THE DATA
_ _ _ _ _
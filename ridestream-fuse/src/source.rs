// Copyright 2025 Umberto Gotti <umberto.gotti@umbertogotti.dev>
// Licensed under the Apache License, Version 2.0
// http://www.apache.org/licenses/LICENSE-2.0

//! Push-driven sample sources and their subscription handles.

use futures::stream::{BoxStream, StreamExt};
use futures::FutureExt;
use parking_lot::Mutex;
use std::sync::Arc;
use tokio::sync::mpsc;
use tokio::task::JoinHandle;
use tokio_stream::wrappers::UnboundedReceiverStream;
use tokio_util::sync::CancellationToken;

/// A lazy, infinite sequence of readings produced at the device's own rate.
///
/// A source cannot be paused; the only way to stop receiving readings is to
/// drop or [`unsubscribe`](Subscription::unsubscribe) the [`Subscription`].
pub trait SampleSource {
    type Reading: Send + 'static;

    /// Hand out the reading stream for a new subscriber.
    fn readings(&self) -> BoxStream<'static, Self::Reading>;

    /// Drive `handler` with every reading on a background task.
    ///
    /// Readings reach the handler one at a time in the order the source
    /// produced them. Readings already queued when the subscription is
    /// cancelled still reach the handler. Must be called from within a Tokio
    /// runtime.
    fn subscribe<F>(&self, handler: F) -> Subscription
    where
        F: FnMut(Self::Reading) + Send + 'static,
    {
        Subscription::spawn(self.readings(), handler, || {})
    }
}

/// A source fed by device callbacks.
///
/// Clones share the same subscriber. [`ChannelSource::push`] never blocks;
/// readings pushed while nobody is subscribed are dropped.
pub struct ChannelSource<R> {
    sender: Arc<Mutex<Option<mpsc::UnboundedSender<R>>>>,
}

impl<R: Send + 'static> ChannelSource<R> {
    #[must_use]
    pub fn new() -> Self {
        Self {
            sender: Arc::new(Mutex::new(None)),
        }
    }

    /// Deliver one reading from the device.
    ///
    /// Returns `false` when there is no live subscriber.
    pub fn push(&self, reading: R) -> bool {
        let mut sender = self.sender.lock();
        let Some(tx) = sender.as_ref() else {
            return false;
        };
        if tx.send(reading).is_ok() {
            return true;
        }
        *sender = None;
        false
    }

    #[must_use]
    pub fn has_subscriber(&self) -> bool {
        self.sender
            .lock()
            .as_ref()
            .is_some_and(|tx| !tx.is_closed())
    }
}

impl<R: Send + 'static> Default for ChannelSource<R> {
    fn default() -> Self {
        Self::new()
    }
}

impl<R> Clone for ChannelSource<R> {
    fn clone(&self) -> Self {
        Self {
            sender: Arc::clone(&self.sender),
        }
    }
}

impl<R: Send + 'static> SampleSource for ChannelSource<R> {
    type Reading = R;

    /// A later call replaces the earlier subscriber, whose stream then ends.
    fn readings(&self) -> BoxStream<'static, R> {
        let (tx, rx) = mpsc::unbounded_channel();
        *self.sender.lock() = Some(tx);
        UnboundedReceiverStream::new(rx).boxed()
    }

    /// On cancellation the source stops accepting readings before the queue
    /// is drained, so every `push` that returned `true` reaches `handler`.
    fn subscribe<F>(&self, handler: F) -> Subscription
    where
        F: FnMut(R) + Send + 'static,
    {
        let (tx, rx) = mpsc::unbounded_channel();
        let ours = tx.downgrade();
        *self.sender.lock() = Some(tx);
        let slot = Arc::clone(&self.sender);
        let close = move || {
            let mut sender = slot.lock();
            let current = ours
                .upgrade()
                .is_some_and(|ours| sender.as_ref().is_some_and(|tx| tx.same_channel(&ours)));
            if current {
                *sender = None;
            }
        };
        Subscription::spawn(UnboundedReceiverStream::new(rx).boxed(), handler, close)
    }
}

/// Owned handle to a running source subscription.
///
/// Dropping the handle cancels the subscription; [`Subscription::unsubscribe`]
/// additionally waits until the handler has returned for the last time.
pub struct Subscription {
    cancel_token: CancellationToken,
    task_handle: Option<JoinHandle<()>>,
}

impl Subscription {
    /// `close` runs once on cancellation, before the queued readings are
    /// drained; a source uses it to stop accepting new readings.
    pub(crate) fn spawn<R, F, C>(readings: BoxStream<'static, R>, mut handler: F, close: C) -> Self
    where
        R: Send + 'static,
        F: FnMut(R) + Send + 'static,
        C: FnOnce() + Send + 'static,
    {
        let cancel_token = CancellationToken::new();
        let token = cancel_token.clone();
        let handle = tokio::spawn(async move {
            let mut readings = readings;
            let cancelled = loop {
                tokio::select! {
                    biased;
                    _ = token.cancelled() => break true,
                    next = readings.next() => match next {
                        Some(reading) => handler(reading),
                        None => break false,
                    },
                }
            };
            if cancelled {
                close();
                let mut drained = 0usize;
                while let Some(Some(reading)) = readings.next().now_or_never() {
                    handler(reading);
                    drained += 1;
                }
                crate::debug!("{} queued readings drained after cancellation", drained);
            }
            crate::debug!("source subscription finished");
        });

        Self {
            cancel_token,
            task_handle: Some(handle),
        }
    }

    /// `false` once cancelled or once the source stream ended.
    #[must_use]
    pub fn is_active(&self) -> bool {
        !self.cancel_token.is_cancelled()
            && self
                .task_handle
                .as_ref()
                .is_some_and(|handle| !handle.is_finished())
    }

    /// Cancel and wait for the handler task to exit.
    pub async fn unsubscribe(mut self) {
        self.cancel_token.cancel();
        if let Some(handle) = self.task_handle.take() {
            if let Err(e) = handle.await {
                crate::warn!("source handler task ended abnormally: {}", e);
            }
        }
    }
}

impl Drop for Subscription {
    fn drop(&mut self) {
        self.cancel_token.cancel();
    }
}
_ _ _ _ _
Report how many lines of the records above contain the word "SampleSource", giving only the number.

EXERCISE RESULT
2